The South African National Roads Agency (Sanral) is facing mounting pressure on its road network condition following the transfer of 3 099 km of provincial roads during the 2024/25 financial year, many handed over in poor condition without accompanying budgets.
Chairperson Themba Mhambi told the Select Committee on Public Infrastructure on 24 February 2026 that the agency had accepted these roads, often in a “paltry state,” to support national economic development.
“Up to a few years ago, the committee shall have seen that we had absolutely no challenge in terms of the condition of our roads,” he said.
“We have, in recent years, had a number of roads transferred from the provinces to Sanral and indeed those roads that we would inherit in quite a paltry state in many, many instances.”
He said the roads had not come with any relevant funds allocated to them.
Sanral chief legal risk and compliance officer, Kaiser Koza, who appeared before the committee as acting CEO, confirmed that 3 099 km of roads had been transferred to the agency. He said the agency had undertaken immediate routine maintenance interventions to make the roads drivable and safe.
The transfers contributed to shortfalls in key performance indicators, including smooth travel exposure (94.70% against 95%) and bridge condition exposure (89.10% against 90%), as well as the overall roads condition index of 64.45 against a target of 70.
Sanral’s non-toll portfolio, which constitutes 90% of its network and relies on government grants, recorded operating expenditure of R23 billion in 2024/25, with significant portions directed to maintenance.
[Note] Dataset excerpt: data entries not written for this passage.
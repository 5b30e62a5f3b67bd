/**
 * JSON FILE STORE - Fichier JSON unique clé -> entrée
 *
 * Cache mémoire chargé à l'ouverture, fichier réécrit entièrement à chaque
 * modification (écriture dans un fichier temporaire puis rename).
 */

use super::{expiry_from, now_epoch, KvStore, StoreError};
use parking_lot::Mutex;
use serde::{Deserialize, Serialize};
use std::collections::BTreeMap;
use std::fs;
use std::path::{Path, PathBuf};
use std::time::Duration;
use tracing::warn;

#[derive(Debug, Clone, Serialize, Deserialize)]
struct FileEntry {
    value: String,
    #[serde(default)]
    expires_at: Option<i64>,
}

pub struct JsonFileKv {
    path: PathBuf,
    cache: Mutex<BTreeMap<String, FileEntry>>,
}

impl JsonFileKv {
    /// Ouvre le fichier; absent => store vide, illisible => store vide + warning
    pub fn open<P: Into<PathBuf>>(path: P) -> Self {
        let path = path.into();
        let entries = match Self::load_from_disk(&path) {
            Ok(entries) => entries,
            Err(e) => {
                warn!(path = %path.display(), error = %e, "unreadable store file, starting empty");
                BTreeMap::new()
            }
        };
        Self { path, cache: Mutex::new(entries) }
    }

    fn load_from_disk(path: &Path) -> Result<BTreeMap<String, FileEntry>, StoreError> {
        if !path.exists() {
            return Ok(BTreeMap::new());
        }
        let content = fs::read_to_string(path)?;
        if content.trim().is_empty() {
            return Ok(BTreeMap::new());
        }
        Ok(serde_json::from_str(&content)?)
    }

    fn save_to_disk(&self, entries: &BTreeMap<String, FileEntry>) -> Result<(), StoreError> {
        if let Some(parent) = self.path.parent() {
            if !parent.as_os_str().is_empty() {
                fs::create_dir_all(parent)?;
            }
        }
        let json = serde_json::to_string_pretty(entries)?;
        let tmp = self.path.with_extension("json.tmp");
        fs::write(&tmp, json)?;
        fs::rename(&tmp, &self.path)?;
        Ok(())
    }

    /// Applique `change` sur une copie; le cache n'est remplacé qu'après
    /// l'écriture du fichier. `change` retourne false s'il n'a rien modifié.
    fn update<F>(&self, change: F) -> Result<bool, StoreError>
    where
        F: FnOnce(&mut BTreeMap<String, FileEntry>) -> bool,
    {
        let mut cache = self.cache.lock();
        let mut next = cache.clone();
        if !change(&mut next) {
            return Ok(false);
        }
        self.save_to_disk(&next)?;
        *cache = next;
        Ok(true)
    }
}

impl KvStore for JsonFileKv {
    fn get(&self, key: &str) -> Result<Option<String>, StoreError> {
        let cache = self.cache.lock();
        Ok(cache.get(key).and_then(|entry| match entry.expires_at {
            Some(at) if at <= now_epoch() => None,
            _ => Some(entry.value.clone()),
        }))
    }

    fn put(&self, key: &str, value: &str, ttl: Option<Duration>) -> Result<(), StoreError> {
        self.update(|entries| {
            entries.insert(
                key.to_string(),
                FileEntry { value: value.to_string(), expires_at: expiry_from(ttl) },
            );
            true
        })
        .map(|_| ())
    }

    fn delete(&self, key: &str) -> Result<(), StoreError> {
        self.update(|entries| entries.remove(key).is_some()).map(|_| ())
    }

    fn purge_expired(&self) -> Result<usize, StoreError> {
        let now = now_epoch();
        let mut removed = 0;
        self.update(|entries| {
            let before = entries.len();
            entries.retain(|_, entry| entry.expires_at.map_or(true, |at| at > now));
            removed = before - entries.len();
            removed > 0
        })?;
        Ok(removed)
    }

    fn name(&self) -> &str {
        "file"
    }
}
For 2025/26, the agency anticipated reprioritisation within existing allocations to address transferred roads, as additional funding from National Treasury remains under discussion with the Minister and Department of Transport.
In response to concerns about heavy freight damaging roads – particularly those that should utilise rail – Sanral said it is exploring targeted measures.
Mhambi told the committee the board had directed management to examine “special toll roads for particularly heavy freight that might be too damaging to our network”.
He said focus would be on trucks that “ordinarily should not be on those roads” to protect ordinary motorists.
“We do not want ordinary members of the public to suffer as a result,” he said.
Mhambi said Transnet is “helping greatly with regards to this” because it has accelerated its focus on shifting freight transport from road to rail.
“The process is going very, very well as far as that is concerned,” he said.
Sanral said it would provide a full list of transferred roads to the committee.